[Dataset entries]
>>
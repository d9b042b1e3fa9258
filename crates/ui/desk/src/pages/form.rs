use color_eyre::Result;
use crossterm::event::{KeyCode, KeyEvent, KeyModifiers};
use portal::{FormReceipt, OpportunityId};
use ratatui::{
    Frame,
    layout::{Constraint, Layout, Rect},
    style::{Color, Modifier, Style},
    text::{Line, Span},
    widgets::{Block, Borders, Paragraph, Wrap},
};
use tokio::sync::mpsc::UnboundedSender;
use tracing::debug;

use super::{Page, send};
use crate::{
    action::Action,
    components::{Component, FormView},
    core::{
        effects::{FormKind, InternalEvent, TaskKind},
        state::DeskState,
    },
    domain::forms::{FieldValidator, FormSchema, catalog},
    tui::EventResponse,
};

const REJECTED: &str = "The portal rejected the submission. Check the fields and try again.";

/// Page around one of the two portal forms.
///
/// `Ctrl+S` submits. Select options are rebuilt whenever the backing list
/// (opportunities or categories) is reloaded; entered values survive.
pub struct FormPage {
    kind: FormKind,
    tx: Option<UnboundedSender<Action>>,
    view: FormView,
}

impl FormPage {
    pub fn signup(validator: FieldValidator) -> Self {
        Self::new(FormKind::Signup, validator)
    }

    pub fn opportunity(validator: FieldValidator) -> Self {
        Self::new(FormKind::Opportunity, validator)
    }

    fn new(kind: FormKind, validator: FieldValidator) -> Self {
        let desk = DeskState::default();
        Self {
            kind,
            tx: None,
            view: FormView::new(Self::schema_for(kind, &desk), validator),
        }
    }

    pub fn view(&self) -> &FormView {
        &self.view
    }

    fn schema_for(kind: FormKind, desk: &DeskState) -> FormSchema {
        match kind {
            FormKind::Signup => catalog::signup_form(&desk.opportunities),
            FormKind::Opportunity => catalog::opportunity_form(&desk.categories),
        }
    }

    fn rebuild(&mut self, desk: &DeskState) {
        self.view.set_schema(Self::schema_for(self.kind, desk));
    }

    fn preselect(&mut self, id: OpportunityId) {
        if self.kind == FormKind::Signup {
            self.view.set_value("opportunity", &id.to_string());
        }
    }

    fn on_receipt(&mut self, receipt: &FormReceipt) -> Option<Action> {
        match receipt {
            FormReceipt::Accepted { location } => {
                debug!("{} form accepted, redirect to {location:?}", self.kind);
                self.view.finish(None);
                self.view.reset();
                send(&self.tx, Action::Schedule(TaskKind::FetchOpportunities));
                send(&self.tx, Action::Schedule(TaskKind::FetchDashboard));
                Some(Action::Notice(match self.kind {
                    FormKind::Signup => "Thanks for signing up!".to_string(),
                    FormKind::Opportunity => "Opportunity created.".to_string(),
                }))
            }
            FormReceipt::Rejected => {
                self.view.finish(Some(REJECTED.to_string()));
                Some(Action::Error(REJECTED.to_string()))
            }
        }
    }

    fn draw_preview(&self, frame: &mut Frame<'_>, area: Rect, desk: &DeskState) {
        let selected = self.view.selected_option("opportunity");
        let lines = match catalog::preview_title(selected) {
            None => vec![Line::from(Span::styled(
                "Select an opportunity to see its details.",
                Style::default().fg(Color::DarkGray),
            ))],
            Some(title) => {
                let mut lines = vec![Line::from(Span::styled(
                    title.to_string(),
                    Style::default().add_modifier(Modifier::BOLD),
                ))];
                let details = selected
                    .and_then(|o| o.value.parse::<OpportunityId>().ok())
                    .and_then(|id| desk.opportunities.iter().find(|o| o.id == id));
                if let Some(opp) = details {
                    lines.push(Line::from(Span::styled(
                        format!("{} · {}", opp.date, opp.category.name),
                        Style::default().fg(Color::Cyan),
                    )));
                    lines.push(Line::raw(""));
                    lines.push(Line::raw(opp.description.clone()));
                    lines.push(Line::raw(""));
                    lines.push(Line::from(Span::styled(
                        format!("{} volunteers signed up", opp.volunteer_count),
                        Style::default().fg(Color::Gray),
                    )));
                }
                lines
            }
        };
        frame.render_widget(
            Paragraph::new(lines)
                .wrap(Wrap { trim: true })
                .block(Block::default().borders(Borders::ALL).title(" Opportunity ")),
            area,
        );
    }
}

impl Page for FormPage {
    fn name(&self) -> &str {
        match self.kind {
            FormKind::Signup => "signup",
            FormKind::Opportunity => "new_opportunity",
        }
    }

    fn register_action_handler(&mut self, tx: UnboundedSender<Action>) -> Result<()> {
        self.tx = Some(tx);
        Ok(())
    }

    fn on_enter(&mut self, desk: &DeskState) -> Result<()> {
        self.rebuild(desk);
        match self.kind {
            FormKind::Signup if !desk.opportunities_loaded => {
                send(&self.tx, Action::Schedule(TaskKind::FetchOpportunities));
            }
            FormKind::Opportunity if desk.categories.is_empty() => {
                send(&self.tx, Action::Schedule(TaskKind::FetchCategories));
            }
            _ => {}
        }
        Ok(())
    }

    fn handle_key_events(
        &mut self,
        key: KeyEvent,
        _desk: &DeskState,
    ) -> Result<Option<EventResponse<Action>>> {
        if key.modifiers.contains(KeyModifiers::CONTROL) && key.code == KeyCode::Char('s') {
            let action = match self.view.submit() {
                Some(fields) => Action::Schedule(TaskKind::SubmitForm {
                    form: self.kind,
                    path: self.view.schema().submit_path.clone(),
                    fields,
                }),
                None => Action::Update,
            };
            return Ok(Some(EventResponse::Stop(action)));
        }
        self.view.handle_key_events(key)
    }

    fn update(&mut self, action: &Action, desk: &DeskState) -> Result<Option<Action>> {
        match action {
            Action::SignupFor(id) => {
                self.rebuild(desk);
                self.preselect(*id);
            }
            Action::Internal(InternalEvent::OpportunitiesLoaded(_))
                if self.kind == FormKind::Signup =>
            {
                self.rebuild(desk);
            }
            Action::Internal(InternalEvent::CategoriesLoaded(_))
                if self.kind == FormKind::Opportunity =>
            {
                self.rebuild(desk);
            }
            Action::Internal(InternalEvent::FormSubmitted { form, receipt }) if *form == self.kind => {
                return Ok(self.on_receipt(receipt));
            }
            Action::Internal(InternalEvent::FormFailed { form, error }) if *form == self.kind => {
                let msg = format!("Could not reach the portal: {error}");
                self.view.finish(Some(msg.clone()));
                return Ok(Some(Action::Error(msg)));
            }
            _ => {}
        }
        Ok(None)
    }

    fn draw(&mut self, frame: &mut Frame<'_>, area: Rect, desk: &DeskState) -> Result<()> {
        if self.kind == FormKind::Signup {
            let [form, preview] =
                Layout::horizontal([Constraint::Fill(3), Constraint::Fill(2)]).areas(area);
            self.view.draw(frame, form)?;
            self.draw_preview(frame, preview, desk);
        } else {
            self.view.draw(frame, area)?;
        }
        Ok(())
    }
}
<<
* **Task requirements**:
The word to find is "Block". Copy every line of the data that holds it.

* **Answer to the exercise**:
    widgets::{Block, Borders, Paragraph, Wrap},
                .block(Block::default().borders(Borders::ALL).title(" Opportunity ")),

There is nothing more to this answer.